(Stored items from a collection)
··········

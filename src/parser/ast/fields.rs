use std::num::IntErrorKind;

use super::*;
use crate::base::{parse_integer_saturating, saturate_i64, CollectionKind, PrimitiveType};

// ============================================================================
// Fields
// ============================================================================

ast_node!(Field, FIELD);

impl Field {
    has_token_method!(is_optional, OPTIONAL_KW, "optional string nickname");
    first_child_method!(ty, TypeExpr);
    first_child_method!(name, Name);
    first_child_method!(number, FieldNumber);
    children_method!(inline_attributes, InlineAttribute);
    first_child_method!(attribute_list, AttributeList);
}

ast_node!(FieldNumber, FIELD_NUMBER);

impl FieldNumber {
    pub fn value_text(&self) -> Option<String> {
        find_token(&self.0, SyntaxKind::INTEGER).map(|t| t.text().to_string())
    }
}

// ============================================================================
// Type expressions
// ============================================================================

/// The type written in front of a field name
#[derive(Debug, Clone, PartialEq, Eq, Hash)]
pub enum TypeExpr {
    Primitive(PrimitiveTypeExpr),
    Named(NamedTypeExpr),
    Collection(CollectionTypeExpr),
}

impl AstNode for TypeExpr {
    fn can_cast(kind: SyntaxKind) -> bool {
        matches!(
            kind,
            SyntaxKind::PRIMITIVE_TYPE | SyntaxKind::NAMED_TYPE | SyntaxKind::COLLECTION_TYPE
        )
    }

    fn cast(node: SyntaxNode) -> Option<Self> {
        match node.kind() {
            SyntaxKind::PRIMITIVE_TYPE => Some(Self::Primitive(PrimitiveTypeExpr(node))),
            SyntaxKind::NAMED_TYPE => Some(Self::Named(NamedTypeExpr(node))),
            SyntaxKind::COLLECTION_TYPE => Some(Self::Collection(CollectionTypeExpr(node))),
            _ => None,
        }
    }

    fn syntax(&self) -> &SyntaxNode {
        match self {
            Self::Primitive(n) => n.syntax(),
            Self::Named(n) => n.syntax(),
            Self::Collection(n) => n.syntax(),
        }
    }
}

ast_node!(PrimitiveTypeExpr, PRIMITIVE_TYPE);

impl PrimitiveTypeExpr {
    pub fn primitive(&self) -> Option<PrimitiveType> {
        self.0
            .children_with_tokens()
            .filter_map(|e| e.into_token())
            .find(|t| t.kind().is_primitive())
            .and_then(|t| PrimitiveType::from_name(t.text()))
    }
}

ast_node!(NamedTypeExpr, NAMED_TYPE);

impl NamedTypeExpr {
    first_child_method!(qualified_name, QualifiedName);
}

ast_node!(CollectionTypeExpr, COLLECTION_TYPE);

impl CollectionTypeExpr {
    token_to_enum_method!(kind, CollectionKind, [
        ARRAY_KW => Array,
        MATRIX_KW => Matrix,
        TENSOR_KW => Tensor,
    ]);
    first_child_method!(element, TypeExpr);
    children_method!(dimensions, Dimension);
}

ast_node!(Dimension, DIMENSION);

/// A dimension as written, before any range checks.
#[derive(Debug, Clone, Copy, PartialEq, Eq)]
pub enum DimensionValue {
    Fixed(i64),
    Max(i64),
    Dynamic,
}

impl Dimension {
    has_token_method!(is_dynamic, QUESTION, "?");
    has_token_method!(is_max, MAX_KW, "max=100");

    /// Decode the dimension; `None` when the size literal is missing.
    ///
    /// Sizes beyond `i64` saturate; see [`Dimension::size_overflows`].
    pub fn value(&self) -> Option<DimensionValue> {
        if self.is_dynamic() {
            return Some(DimensionValue::Dynamic);
        }
        let size = saturate_i64(parse_integer_saturating(&self.size_text()?)?);
        if self.is_max() {
            Some(DimensionValue::Max(size))
        } else {
            Some(DimensionValue::Fixed(size))
        }
    }

    /// The size literal as written.
    pub fn size_text(&self) -> Option<String> {
        find_token(&self.0, SyntaxKind::INTEGER).map(|t| t.text().to_string())
    }

    pub fn size_overflows(&self) -> bool {
        self.size_text()
            .and_then(|text| text.parse::<i64>().err())
            .is_some_and(|err| {
                matches!(err.kind(), IntErrorKind::PosOverflow | IntErrorKind::NegOverflow)
            })
    }
}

··········

▶ Task details: Set down the entries again exactly as they are.

▶ Response for this exercise:
filename src/parser/ast/fields.rs
use std::num::IntErrorKind;

use super::*;
use crate::base::{parse_integer_saturating, saturate_i64, CollectionKind, PrimitiveType};

// ============================================================================
// Fields
// ============================================================================

ast_node!(Field, FIELD);

impl Field {
    has_token_method!(is_optional, OPTIONAL_KW, "optional string nickname");
    first_child_method!(ty, TypeExpr);
    first_child_method!(name, Name);
    first_child_method!(number, FieldNumber);
    children_method!(inline_attributes, InlineAttribute);
    first_child_method!(attribute_list, AttributeList);
}

ast_node!(FieldNumber, FIELD_NUMBER);

impl FieldNumber {
    pub fn value_text(&self) -> Option<String> {
        find_token(&self.0, SyntaxKind::INTEGER).map(|t| t.text().to_string())
    }
}

// ============================================================================
// Type expressions
// ============================================================================

/// The type written in front of a field name
#[derive(Debug, Clone, PartialEq, Eq, Hash)]
pub enum TypeExpr {
    Primitive(PrimitiveTypeExpr),
    Named(NamedTypeExpr),
    Collection(CollectionTypeExpr),
}

impl AstNode for TypeExpr {
    fn can_cast(kind: SyntaxKind) -> bool {
        matches!(
            kind,
            SyntaxKind::PRIMITIVE_TYPE | SyntaxKind::NAMED_TYPE | SyntaxKind::COLLECTION_TYPE
        )
    }

    fn cast(node: SyntaxNode) -> Option<Self> {
        match node.kind() {
            SyntaxKind::PRIMITIVE_TYPE => Some(Self::Primitive(PrimitiveTypeExpr(node))),
            SyntaxKind::NAMED_TYPE => Some(Self::Named(NamedTypeExpr(node))),
            SyntaxKind::COLLECTION_TYPE => Some(Self::Collection(CollectionTypeExpr(node))),
            _ => None,
        }
    }

    fn syntax(&self) -> &SyntaxNode {
        match self {
            Self::Primitive(n) => n.syntax(),
            Self::Named(n) => n.syntax(),
            Self::Collection(n) => n.syntax(),
        }
    }
}

ast_node!(PrimitiveTypeExpr, PRIMITIVE_TYPE);

impl PrimitiveTypeExpr {
    pub fn primitive(&self) -> Option<PrimitiveType> {
        self.0
            .children_with_tokens()
            .filter_map(|e| e.into_token())
            .find(|t| t.kind().is_primitive())
            .and_then(|t| PrimitiveType::from_name(t.text()))
    }
}

ast_node!(NamedTypeExpr, NAMED_TYPE);

impl NamedTypeExpr {
    first_child_method!(qualified_name, QualifiedName);
}

ast_node!(CollectionTypeExpr, COLLECTION_TYPE);

impl CollectionTypeExpr {
    token_to_enum_method!(kind, CollectionKind, [
        ARRAY_KW => Array,
        MATRIX_KW => Matrix,
        TENSOR_KW => Tensor,
    ]);
    first_child_method!(element, TypeExpr);
    children_method!(dimensions, Dimension);
}

ast_node!(Dimension, DIMENSION);

/// A dimension as written, before any range checks.
#[derive(Debug, Clone, Copy, PartialEq, Eq)]
pub enum DimensionValue {
    Fixed(i64),
    Max(i64),
    Dynamic,
}

impl Dimension {
    has_token_method!(is_dynamic, QUESTION, "?");
    has_token_method!(is_max, MAX_KW, "max=100");

    /// Decode the dimension; `None` when the size literal is missing.
    ///
    /// Sizes beyond `i64` saturate; see [`Dimension::size_overflows`].
    pub fn value(&self) -> Option<DimensionValue> {
        if self.is_dynamic() {
            return Some(DimensionValue::Dynamic);
        }
        let size = saturate_i64(parse_integer_saturating(&self.size_text()?)?);
        if self.is_max() {
            Some(DimensionValue::Max(size))
        } else {
            Some(DimensionValue::Fixed(size))
        }
    }

    /// The size literal as written.
    pub fn size_text(&self) -> Option<String> {
        find_token(&self.0, SyntaxKind::INTEGER).map(|t| t.text().to_string())
    }

    pub fn size_overflows(&self) -> bool {
        self.size_text()
            .and_then(|text| text.parse::<i64>().err())
            .is_some_and(|err| {
                matches!(err.kind(), IntErrorKind::PosOverflow | IntErrorKind::NegOverflow)
            })
    }
}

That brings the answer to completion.